Genau das wollte sie den Kindern wieder bewusst machen. Dass man sich um andere kümmert, auf sie schaut. Und sich vor allen Dingen gegenseitig so annimmt, wie man ist. Vorurteilsfrei. Sabine Guillon lebt es vor. Sie selbst engagiert sich im Elternbeirat und im Trachtenverein, stellt eigene Interessen zum Wohle der Gemeinschaft zurück. Genau wie ihr Mann. Auch er ist ehrenamtlich tätig, und zwar bei der Bergwacht.
Wenn jeder etwas tut, können wir es schaffen, eine bessere Welt zu schaffen.
Das fange schon bei den kleinen Dingen im Alltag an. Wenn man den Müll von der Straße aufhebt beispielsweise, auf Plastikbeutel verzichtet oder das Auto stehenlässt. Als Älteste von vier Kindern war die Kinderbuch-Autorin schon früh erpicht darauf, Karriere zu machen, bis sie erkannte, wie „leer und sinnlos“ so ein Leben sein kann. Vor allem eines ohne Kinder.
Kinder sind ihr Lebensinhalt
Als sie berufsbedingt mitten im Indischen Ozean zwischen Palmen, Riffs und Luxus auf Mauritius „festsaß“, wurde ihr tränenreich bewusst, dass sie nicht länger unterwegs sein wollte. Sie wollte eine Familie und „sesshaft“ werden. Heute hat sie zwei Kinder (9 und 6 Jahre alt) und gibt Englisch-Unterricht in ihrem eigenen Zuhause sowie im Kindergarten.
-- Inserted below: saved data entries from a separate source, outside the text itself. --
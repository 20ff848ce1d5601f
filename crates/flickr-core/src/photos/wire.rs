//! ============================================================================
//! REST Wire Format
//! ============================================================================
//! JSON shapes returned by the flickr.* methods and their normalization into
//! [`PhotoRecord`] / [`PageResult`]. Nothing outside this module sees the raw
//! per-endpoint structures.
//! ============================================================================

use serde::de::DeserializeOwned;
use serde::{Deserialize, Deserializer};
use serde_json::Value;

use crate::types::{FlickrError, ImageFallback, PageResult, PhotoRecord};

/// Numbers arrive as JSON numbers on some endpoints and strings on others
#[derive(Deserialize)]
#[serde(untagged)]
enum NumberOrText {
    Number(i64),
    Text(String),
}

fn lenient_i64<'de, D>(deserializer: D) -> Result<i64, D::Error>
where
    D: Deserializer<'de>,
{
    Ok(match Option::<NumberOrText>::deserialize(deserializer)? {
        Some(NumberOrText::Number(n)) => n,
        Some(NumberOrText::Text(s)) => s.trim().parse().unwrap_or(0),
        None => 0,
    })
}

fn lenient_u32<'de, D>(deserializer: D) -> Result<u32, D::Error>
where
    D: Deserializer<'de>,
{
    lenient_i64(deserializer).map(|n| u32::try_from(n.max(0)).unwrap_or(u32::MAX))
}

fn first_page() -> u32 {
    1
}

/// `{"_content": "..."}` wrapper used for free-text fields
#[derive(Debug, Default, Deserialize)]
pub(crate) struct Content {
    #[serde(rename = "_content", default)]
    pub content: String,
}

#[derive(Debug, Deserialize)]
pub(crate) struct WirePhoto {
    #[serde(default)]
    id: String,
    #[serde(default)]
    title: String,
    #[serde(default)]
    description: Option<Content>,
    #[serde(default)]
    datetaken: String,
    #[serde(default)]
    owner: Option<String>,
    #[serde(default)]
    url_m: Option<String>,
    #[serde(default)]
    url_l: Option<String>,
    #[serde(default, deserialize_with = "lenient_i64")]
    farm: i64,
    #[serde(default)]
    server: String,
    #[serde(default)]
    secret: String,
}

impl From<WirePhoto> for PhotoRecord {
    fn from(photo: WirePhoto) -> Self {
        PhotoRecord {
            id: photo.id,
            title: photo.title,
            description_text: photo.description.map(|d| d.content).unwrap_or_default(),
            date_taken_raw: photo.datetaken,
            owner_id: non_empty(photo.owner),
            display_image_url: non_empty(photo.url_m),
            large_image_url: non_empty(photo.url_l),
            fallback: ImageFallback {
                farm: photo.farm,
                server: photo.server,
                secret: photo.secret,
            },
        }
    }
}

fn non_empty(value: Option<String>) -> Option<String> {
    value.filter(|s| !s.trim().is_empty())
}

#[derive(Debug, Deserialize)]
pub(crate) struct PhotoList {
    #[serde(default)]
    photo: Vec<WirePhoto>,
    #[serde(default = "first_page", deserialize_with = "lenient_u32")]
    page: u32,
    #[serde(default = "first_page", deserialize_with = "lenient_u32")]
    pages: u32,
}

/// `flickr.people.getPublicPhotos`, `flickr.photos.getContactsPhotos`
#[derive(Debug, Deserialize)]
pub(crate) struct PhotoListResponse {
    photos: PhotoList,
}

impl From<PhotoListResponse> for PageResult {
    fn from(response: PhotoListResponse) -> Self {
        let list = response.photos;
        PageResult {
            records: list.photo.into_iter().map(PhotoRecord::from).collect(),
            current_page: list.page,
            total_pages: list.pages,
        }
    }
}

/// `flickr.people.findByUsername`
#[derive(Debug, Deserialize)]
pub(crate) struct FindByUsernameResponse {
    pub user: NsidUser,
}

#[derive(Debug, Deserialize)]
pub(crate) struct NsidUser {
    pub nsid: String,
}

/// `flickr.urls.lookupUser`
#[derive(Debug, Deserialize)]
pub(crate) struct LookupUserResponse {
    pub user: IdUser,
}

#[derive(Debug, Deserialize)]
pub(crate) struct IdUser {
    pub id: String,
}

/// `flickr.people.getInfo`
#[derive(Debug, Deserialize)]
pub(crate) struct PersonResponse {
    pub person: Person,
}

#[derive(Debug, Deserialize)]
pub(crate) struct Person {
    #[serde(default)]
    pub username: Content,
}

/// Decode a REST body: reject `stat != "ok"`, then map into `T`
pub(crate) fn decode<T: DeserializeOwned>(method: &str, body: &str) -> Result<T, FlickrError> {
    let value: Value = serde_json::from_str(body)
        .map_err(|e| FlickrError::transport(method, format!("malformed JSON response: {}", e)))?;

    let stat = value.get("stat").and_then(Value::as_str).unwrap_or("");
    if stat != "ok" {
        let code = match value.get("code") {
            Some(Value::Number(n)) => n.as_i64().unwrap_or(0),
            Some(Value::String(s)) => s.parse().unwrap_or(0),
            _ => 0,
        };
        let message = value
            .get("message")
            .and_then(Value::as_str)
            .filter(|m| !m.is_empty())
            .map(str::to_string)
            .unwrap_or_else(|| format!("API returned error status '{}'", stat));
        return Err(FlickrError::RemoteApi { code, message });
    }

    serde_json::from_value(value)
        .map_err(|e| FlickrError::transport(method, format!("unexpected response shape: {}", e)))
}

#[cfg(test)]
mod tests {
    use super::*;
    use crate::types::ErrorKind;

    #[test]
    fn test_decode_public_photos_page() {
        let body = r#"{
            "photos": {
                "page": 2, "pages": "5", "perpage": 2, "total": "10",
                "photo": [
                    {"id": "53001", "owner": "12345@N00", "secret": "abc", "server": "65535", "farm": 66,
                     "title": "Harbour", "description": {"_content": "Early fog"},
                     "datetaken": "2023-07-15 12:34:56", "url_m": "https://live.staticflickr.com/m.jpg",
                     "url_l": "https://live.staticflickr.com/l.jpg"},
                    {"id": "53002", "secret": "def", "server": "65535", "farm": "66", "title": "",
                     "description": {"_content": ""}, "datetaken": ""}
                ]
            },
            "stat": "ok"
        }"#;

        let page: PageResult = decode::<PhotoListResponse>("getPublicPhotos", body)
            .unwrap()
            .into();

        assert_eq!(page.current_page, 2);
        assert_eq!(page.total_pages, 5);
        assert_eq!(page.records.len(), 2);

        let first = &page.records[0];
        assert_eq!(first.id, "53001");
        assert_eq!(first.description_text, "Early fog");
        assert_eq!(first.owner_id.as_deref(), Some("12345@N00"));
        assert_eq!(first.large_image_url.as_deref(), Some("https://live.staticflickr.com/l.jpg"));

        let second = &page.records[1];
        assert_eq!(second.owner_id, None);
        assert_eq!(second.display_image_url, None);
        assert_eq!(second.fallback.farm, 66);
        assert_eq!(second.fallback.secret, "def");
    }

    #[test]
    fn test_decode_contacts_without_paging_fields() {
        let body = r#"{"photos": {"photo": [{"id": "1", "owner": "9@N01", "title": "x"}]}, "stat": "ok"}"#;
        let page: PageResult = decode::<PhotoListResponse>("getContactsPhotos", body)
            .unwrap()
            .into();
        assert_eq!(page.current_page, 1);
        assert_eq!(page.total_pages, 1);
        assert!(page.is_last());
    }

    #[test]
    fn test_decode_fail_stat() {
        let body = r#"{"stat": "fail", "code": 1, "message": "User not found"}"#;
        let err = decode::<FindByUsernameResponse>("findByUsername", body).unwrap_err();
        assert_eq!(err.kind(), ErrorKind::RemoteApi);
        match err {
            FlickrError::RemoteApi { code, message } => {
                assert_eq!(code, 1);
                assert_eq!(message, "User not found");
            }
            other => panic!("unexpected error: {:?}", other),
        }
    }

    #[test]
    fn test_decode_fail_without_message_gets_default() {
        let err = decode::<LookupUserResponse>("lookupUser", r#"{"stat": "fail"}"#).unwrap_err();
        match err {
            FlickrError::RemoteApi { code, message } => {
                assert_eq!(code, 0);
                assert!(message.contains("fail"));
            }
            other => panic!("unexpected error: {:?}", other),
        }
    }

    #[test]
    fn test_decode_malformed_is_transport() {
        let err = decode::<PersonResponse>("getInfo", "jsonFlickrApi({})").unwrap_err();
        assert_eq!(err.kind(), ErrorKind::Transport);

        let err = decode::<PersonResponse>("getInfo", r#"{"stat": "ok"}"#).unwrap_err();
        assert_eq!(err.kind(), ErrorKind::Transport);
    }

    #[test]
    fn test_decode_lookup_shapes() {
        let found: FindByUsernameResponse = decode(
            "findByUsername",
            r#"{"user": {"id": "12345@N00", "nsid": "12345@N00", "username": {"_content": "jane"}}, "stat": "ok"}"#,
        )
        .unwrap();
        assert_eq!(found.user.nsid, "12345@N00");

        let looked_up: LookupUserResponse = decode(
            "lookupUser",
            r#"{"user": {"id": "67890@N00", "username": {"_content": "joe"}}, "stat": "ok"}"#,
        )
        .unwrap();
        assert_eq!(looked_up.user.id, "67890@N00");

        let person: PersonResponse = decode(
            "getInfo",
            r#"{"person": {"id": "1", "username": {"_content": "Jane Doe"}}, "stat": "ok"}"#,
        )
        .unwrap();
        assert_eq!(person.person.username.content, "Jane Doe");
    }
}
Acht Gruppen hat sie mittlerweile. Viele ihrer Schüler würden sehr lange bei ihr bleiben, sagt sie. Von Kindergartentagen an bis teilweise zur neunten Klasse. „Ich glaube, das liegt daran, dass ich die Kinder so nehme, wie sie sind. Vielen fehlt die Aufmerksamkeit der Eltern. Wenn man spürt, dass die Kinderseelen verletzt sind, tut mir das weh.“
Ein Buch zu schreiben, das war schon immer ein Kindheitswunsch der in Österreich aufgewachsenen 40-Jährigen. Aber ohne die Unterstützung ihres Mannes wäre sie wohl „im Alltag versandelt“, sagt Sabine Guillon. Immer wieder habe er sie angestachelt. „Setz Dich hin und mach“, hat er sie in Phasen des Aufhören-Wollens ermutigt.
Letztendlich hat sie den „Druck“ ihres Ölprinzen erfolgreich in schöpferische Energie umgewandelt. Nach einem Jahr war sie mit dem 60-seitigen Werk fertig und fand sowohl einen Verlag als auch einen Illustrator. Inzwischen ist das Buch im Buchhandel und auf Amazon erhältlich. Ganz gleich, ob der Ölpreis oder die tägliche Stimmung der Verbraucher sinkt – für Sabine Guillon und ihren Mann ist das nicht relevant. Sie haben Wichtigeres zu tun. Während der eine die Welt mit schwarzem Gold beglückt, versucht der andere, sie mit schwarzen Lettern zu retten.